England's World Cup Opener: Attack Shines, Defence Wobbles
England’s attack roared into life in Arlington. The doubts did not.
Thomas Tuchel’s side opened their World Cup campaign with a 4-2 win over Croatia in Texas, a scoreline that flattered the attack and exposed the defence in equal measure. Twice England led in the first half. Twice they were dragged back by an ageing but streetwise Croatia team before finally pulling clear.
The goals, the movement, the tempo – all of that will reassure a nation that has been told this is a new, bolder England. The back line is another story.
A win that asked as many questions as it answered
On paper, England should feel secure. They cruised through qualifying without conceding a single goal in eight matches. That record sits nicely in a pre-tournament brochure. It does not hide what Tuchel saw in Arlington.
The defence wobbled. It hesitated. It looked exactly like what it is: talented, but green and fragile.
Former England defender Gary Neville, now watching from the Sky Sports gantry rather than the right flank, did not sugar-coat it. The first half, he said, would have rattled the coaching staff.
"I think that it will make Thomas Tuchel adjust for maybe games two and three, and make him think slightly differently about how he sort of maybe plays that defence, and how he looks at protecting them," Neville said.
Tuchel has already made one big gamble. He left three seasoned tournament campaigners at home – Real Madrid right-back Trent Alexander-Arnold and the Manchester United pair Luke Shaw and Harry Maguire. Between them, they know what it is to ride out a storm on this stage. England chose a different path.
The risk grew before a ball was kicked. Tino Livramento’s injury forced a late reshuffle and a call-up for Trevoh Chalobah, who arrived with just one cap and no World Cup experience.
Raw edges at the back
Strip the squad list down and the numbers tell their own tale. England’s nine defenders share 191 caps. John Stones owns 90 of them.
Against Croatia, three members of the back four were feeling their way into a World Cup for the first time: the injury-prone Reece James, Ezri Konsa and 21-year-old Nico O’Reilly. At times they looked exactly that – players learning at full speed, under the hottest lights.

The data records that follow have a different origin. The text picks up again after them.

use crate::llm::client::LLMClient;
use crate::types::{AppError, Result};
use async_trait::async_trait;
use ollama_rs::{
    Ollama,
    generation::chat::{ChatMessage, request::ChatMessageRequest},
};
use tracing::debug;

const DEFAULT_PORT: u16 = 11434;

pub struct OllamaClient {
    client: Ollama,
    model: String,
}

impl OllamaClient {
    /// Connect to the Ollama server at `base_url` (`http://host[:port]`).
    pub fn new(base_url: String, model: String) -> Result<Self> {
        let (host, port) = split_base_url(&base_url)?;
        debug!(%host, port, %model, "ollama client");
        Ok(Self {
            client: Ollama::new(host, port),
            model,
        })
    }

    async fn chat(&self, messages: Vec<ChatMessage>) -> Result<String> {
        let request = ChatMessageRequest::new(self.model.clone(), messages);

        let response = self
            .client
            .send_chat_messages(request)
            .await
            .map_err(|e| AppError::LLM(format!("Ollama error: {}", e)))?;

        Ok(response.message.content)
    }
}

/// Split `scheme://host[:port][/...]` into `("scheme://host", port)`.
/// Ollama-rs takes the scheme as part of the host string.
fn split_base_url(base_url: &str) -> Result<(String, u16)> {
    let (scheme, rest) = base_url
        .trim_end_matches('/')
        .split_once("://")
        .unwrap_or(("http", base_url));
    let authority = rest.split('/').next().unwrap_or(rest);
    let (host, port) = match authority.rsplit_once(':') {
        Some((host, port)) => {
            let port = port.parse().map_err(|_| {
                AppError::Configuration(format!("invalid Ollama port in '{}'", base_url))
            })?;
            (host, port)
        }
        None => (authority, DEFAULT_PORT),
    };
    if host.is_empty() {
        return Err(AppError::Configuration(format!(
            "invalid Ollama URL '{}'",
            base_url
        )));
    }
    Ok((format!("{}://{}", scheme, host), port))
}

#[async_trait]
impl LLMClient for OllamaClient {
    async fn generate(&self, prompt: &str) -> Result<String> {
        self.chat(vec![ChatMessage::user(prompt.to_string())]).await
    }

    async fn generate_with_system(&self, system: &str, prompt: &str) -> Result<String> {
        self.chat(vec![
            ChatMessage::system(system.to_string()),
            ChatMessage::user(prompt.to_string()),
        ])
        .await
    }

    fn model_name(&self) -> &str {
        &self.model
    }
}

#[cfg(test)]
mod tests {
    use super::*;

    #[test]
    fn test_url_parsing_full() {
        let (host, port) = split_base_url("http://localhost:11434").unwrap();
        assert_eq!(host, "http://localhost");
        assert_eq!(port, 11434);
    }

    #[test]
    fn test_url_parsing_no_port() {
        let (host, port) = split_base_url("http://localhost/").unwrap();
        assert_eq!(host, "http://localhost");
        assert_eq!(port, DEFAULT_PORT);
    }

    #[test]
    fn test_url_parsing_custom_port() {
        let (host, port) = split_base_url("https://192.168.1.100:8080").unwrap();
        assert_eq!(host, "https://192.168.1.100");
        assert_eq!(port, 8080);
    }

    #[test]
    fn test_url_parsing_rejects_bad_port() {
        assert!(split_base_url("http://localhost:abc").is_err());
        assert!(split_base_url("http://").is_err());
    }
}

The central question now is simple: does Tuchel stick or twist?
The loudest debate surrounds Konsa’s place. Should Manchester City defender Marc Guehi come in alongside Stones? Or does Tuchel keep faith with Konsa, a player he clearly trusts and has leaned on throughout his England tenure?

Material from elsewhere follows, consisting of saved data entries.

// The listener on the well-known port.
//
// Every datagram that arrives here should be an RRQ or WRQ. Anything else is answered with an
// ERROR and forgotten. A request gets its own task, which resolves the backend handle, binds a
// fresh socket for the transfer and runs the session on it, so a slow backend only ever holds up
// its own request. Errors found before a session exists are sent from the listening socket.

use crate::backend::{Backend, BackendError, Writer};
use crate::config::{ConfigError, ServerConfig};
use crate::netascii::{NetasciiReader, NetasciiWriter};
use crate::session::{ReadSession, SessionOutcome, WriteSession};
use crate::socket::{bind_random_socket, SocketError, TftpSocket};
use crate::tftp::{ErrorCode, FileMode, Options, Packet};
use std::error;
use std::fmt;
use std::future::Future;
use std::io;
use std::net::SocketAddr;
use std::sync::Arc;
use tokio::sync::watch;
use tokio::task::JoinSet;

/// How many random ports to try before giving up on a transfer socket.
const BIND_ATTEMPTS: usize = 32;

#[derive(Debug)]
pub enum ServerError {
    Config(ConfigError),
    Bind(SocketAddr, io::Error),
}

impl error::Error for ServerError {}

impl fmt::Display for ServerError {
    fn fmt(&self, f: &mut fmt::Formatter) -> fmt::Result {
        match self {
            Self::Config(e) => write!(f, "Invalid configuration: {e}"),
            Self::Bind(addr, e) => write!(f, "Couldn't bind {addr}: {e}"),
        }
    }
}

impl From<ConfigError> for ServerError {
    fn from(e: ConfigError) -> ServerError {
        ServerError::Config(e)
    }
}

#[derive(Debug, Clone, Copy, PartialEq, Eq)]
enum Kind {
    Read,
    Write,
}

/// An accepted RRQ or WRQ.
#[derive(Debug)]
struct Request {
    kind: Kind,
    path: String,
    mode: FileMode,
    options: Options,
}

impl fmt::Display for Request {
    fn fmt(&self, f: &mut fmt::Formatter) -> fmt::Result {
        let verb = match self.kind {
            Kind::Read => "read",
            Kind::Write => "write",
        };
        write!(f, "{verb} of '{}' ({})", self.path, self.mode)
    }
}

/// A TFTP server: one listening socket plus the sessions it has started.
pub struct Server<B> {
    listener: Arc<TftpSocket>,
    backend: Arc<B>,
    config: ServerConfig,
    sessions: JoinSet<()>,
    stop: watch::Sender<bool>,
}

impl<B: Backend> Server<B> {
    pub fn bind(config: ServerConfig, backend: B) -> Result<Server<B>, ServerError> {
        let config = config.validate()?;
        let listener = TftpSocket::bind(config.bind).map_err(|e| ServerError::Bind(config.bind, e))?;
        let (stop, _) = watch::channel(false);
        Ok(Server {
            listener: Arc::new(listener),
            backend: Arc::new(backend),
            config,
            sessions: JoinSet::new(),
            stop,
        })
    }

    pub fn local_addr(&self) -> io::Result<SocketAddr> {
        self.listener.local_addr()
    }

    /// Serves requests until `shutdown` resolves, then stops every session and waits for them.
    pub async fn run(mut self, shutdown: impl Future<Output = ()>) {
        tokio::pin!(shutdown);
        match self.local_addr() {
            Ok(addr) => log::info!("Listening on {addr}"),
            Err(e) => log::warn!("Listening on an unknown address: {e}"),
        }

        loop {
            tokio::select! {
                _ = &mut shutdown => break,
                received = self.listener.recv() => self.dispatch(received).await,
                Some(finished) = self.sessions.join_next(), if !self.sessions.is_empty() => {
                    if let Err(e) = finished {
                        log::error!("Session task failed: {e}");
                    }
                }
            }
        }

        log::info!("Shutting down, stopping {} sessions", self.sessions.len());
        self.stop.send_replace(true);
        while let Some(finished) = self.sessions.join_next().await {
            if let Err(e) = finished {
                log::error!("Session task failed: {e}");
            }
        }
    }

    async fn dispatch(&mut self, received: Result<(Packet, SocketAddr), SocketError>) {
        let (packet, src) = match received {
            Ok(received) => received,
            Err(SocketError::PacketParse(src, e)) => {
                log::warn!("Bad request from {src}: {e}");
                reply_error(&self.listener, src, ErrorCode::Illegal, e.to_string()).await;
                return;
            }
            Err(SocketError::IO(e)) => {
                log::error!("Listener failed to receive: {e}");
                return;
            }
        };

        let request = match packet {
            Packet::ReadReq { path, mode, options } => Request {
                kind: Kind::Read,
                path,
                mode,
                options,
            },
            Packet::WriteReq { path, mode, options } => Request {
                kind: Kind::Write,
                path,
                mode,
                options,
            },
            other => {
                log::warn!("Unexpected {other} from {src} on the listening port");
                let message = "Only read and write requests are valid initial requests.";
                reply_error(&self.listener, src, ErrorCode::Illegal, message).await;
                return;
            }
        };

        if self.sessions.len() >= self.config.max_sessions {
            log::warn!("Turning away {request} from {src}: {} transfers in flight", self.sessions.len());
            reply_error(&self.listener, src, ErrorCode::Undefined, "server busy").await;
            return;
        }

        log::info!("Starting {request} for {src}");
        self.sessions.spawn(serve(
            request,
            src,
            Arc::clone(&self.listener),
            Arc::clone(&self.backend),
            self.config.clone(),
            self.stop.subscribe(),
        ));
    }
}

async fn reply_error(sock: &TftpSocket, dst: SocketAddr, code: ErrorCode, message: impl Into<String>) {
    // Error packet is sent as a courtesy, we don't care how it goes.
    let _ = sock.send(&Packet::error(code, message), dst).await;
}

async fn refuse(listener: &TftpSocket, src: SocketAddr, request: &Request, e: BackendError) {
    log::info!("Refusing {request} for {src}: {e}");
    reply_error(listener, src, ErrorCode::from(&e), e.to_string()).await;
}

/// Binds the socket a transfer will run on, on the same address as the listener.
async fn session_socket(listener: &TftpSocket, src: SocketAddr, config: &ServerConfig) -> Option<TftpSocket> {
    let ip = config.bind.ip();
    match bind_random_socket(ip, config.session_ports, BIND_ATTEMPTS) {
        Ok(sock) => Some(sock),
        Err(e) => {
            log::error!("No socket for the transfer with {src} in {}: {e}", config.session_ports);
            reply_error(listener, src, ErrorCode::Undefined, "No transfer port available").await;
            None
        }
    }
}

/// Resolves the request against the backend and runs the transfer.
async fn serve<B: Backend>(
    request: Request,
    src: SocketAddr,
    listener: Arc<TftpSocket>,
    backend: Arc<B>,
    config: ServerConfig,
    shutdown: watch::Receiver<bool>,
) {
    let outcome = match request.kind {
        Kind::Read => {
            let reader = match backend.get_reader(&request.path).await {
                Ok(reader) => reader,
                Err(e) => return refuse(&listener, src, &request, e).await,
            };
            let Some(sock) = session_socket(&listener, src, &config).await else {
                return;
            };
            let options = request.options.clone();
            match request.mode {
                FileMode::NetAscii => {
                    let reader = NetasciiReader::new(reader);
                    let session = ReadSession::new(sock, src, reader, options, config.session);
                    session.with_shutdown(shutdown).run().await
                }
                FileMode::Octet => {
                    let session = ReadSession::new(sock, src, reader, options, config.session);
                    session.with_shutdown(shutdown).run().await
                }
            }
        }
        Kind::Write => {
            let mut writer = match backend.get_writer(&request.path).await {
                Ok(writer) => writer,
                Err(e) => return refuse(&listener, src, &request, e).await,
            };
            let Some(sock) = session_socket(&listener, src, &config).await else {
                if let Err(e) = writer.cancel().await {
                    log::warn!("Couldn't discard upload of '{}': {e}", request.path);
                }
                return;
            };
            let options = request.options.clone();
            match request.mode {
                FileMode::NetAscii => {
                    let writer = NetasciiWriter::new(writer);
                    let session = WriteSession::new(sock, src, writer, options, config.session);
                    session.with_shutdown(shutdown).run().await
                }
                FileMode::Octet => {
                    let session = WriteSession::new(sock, src, writer, options, config.session);
                    session.with_shutdown(shutdown).run().await
                }
            }
        }
    };
    log_outcome(&request, src, &outcome);
}

fn log_outcome(request: &Request, src: SocketAddr, outcome: &SessionOutcome) {
    log::info!(
        "Finished {request} for {src}: {} ({} bytes in {:.3}s)",
        outcome.state,
        outcome.bytes,
        outcome.elapsed.as_secs_f64()
    );
}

Tuchel continues to lean heavily on Stones’ experience and composure, even though the defender started only five Premier League games last season before leaving City. For the manager, that calm under pressure still matters.
Not everyone is convinced.
Former England striker Chris Sutton would go the other way entirely. He argues that athleticism, not experience, should define the centre-back pairing at this World Cup.
"I think Konsa and Guehi have better attributes in terms of one-against-one situations than John Stones and there will be times in games when they will be isolated one-against-one against players of the highest class," he told the BBC.
That is the crux of it. This is not just about Croatia. France, Spain and Argentina loom in the distance – teams with pace, trickery and forwards who punish even half-mistakes. The margins will shrink. The duels will be brutal.
Attack unfazed by the noise
Inside the camp, the mood is far less anxious.
Ollie Watkins, who leads the line for England with the same unruffled confidence he shows for his club, brushed aside the concerns when he spoke at the team’s base in Kansas City on Sunday.
"I think people are always going to try and criticise and find certain areas they can pick on but I think defensively we've got world-class players at the end of the day who have won major trophies and played at the highest level possible," he said.
He did not dodge the shaky start against Croatia, but he framed it as nerves, not structural weakness.
"I think maybe we started the game a little bit nervously the other day but you've seen once the nerves are out of the lads' system, I think in the second half we absolutely blew Croatia away."
That second-half surge will encourage Tuchel. England stepped higher, pressed with conviction and suffocated Croatia’s ageing legs. When they turned the screw, the game broke open.
The question is whether that kind of dominance will be available against the tournament’s elite – or even in their next outing.
Ghana next, and the stakes sharpen
Next up are Ghana in Boston. The equation is clear: if England beat the African side and Panama fail to beat Croatia, the Three Lions will reach the last 32 as Group L winners.
On the surface, it looks straightforward. It will not feel that way inside Tuchel’s meeting rooms.
He must decide how much he trusts a back line that has already shown its soft spots. Does he double down on Stones as the guiding voice? Does he unleash the Konsa–Guehi partnership Sutton is calling for? Does he tweak the full-backs to shield the centre more aggressively?
The attack, for now, is carrying the conversation. The defence might end up defining the tournament.
England have announced themselves in the United States with a scoreline that turns heads. Now comes the real examination: can this back four, patched together and still learning, stand firm when the World Cup’s real speed and power arrive?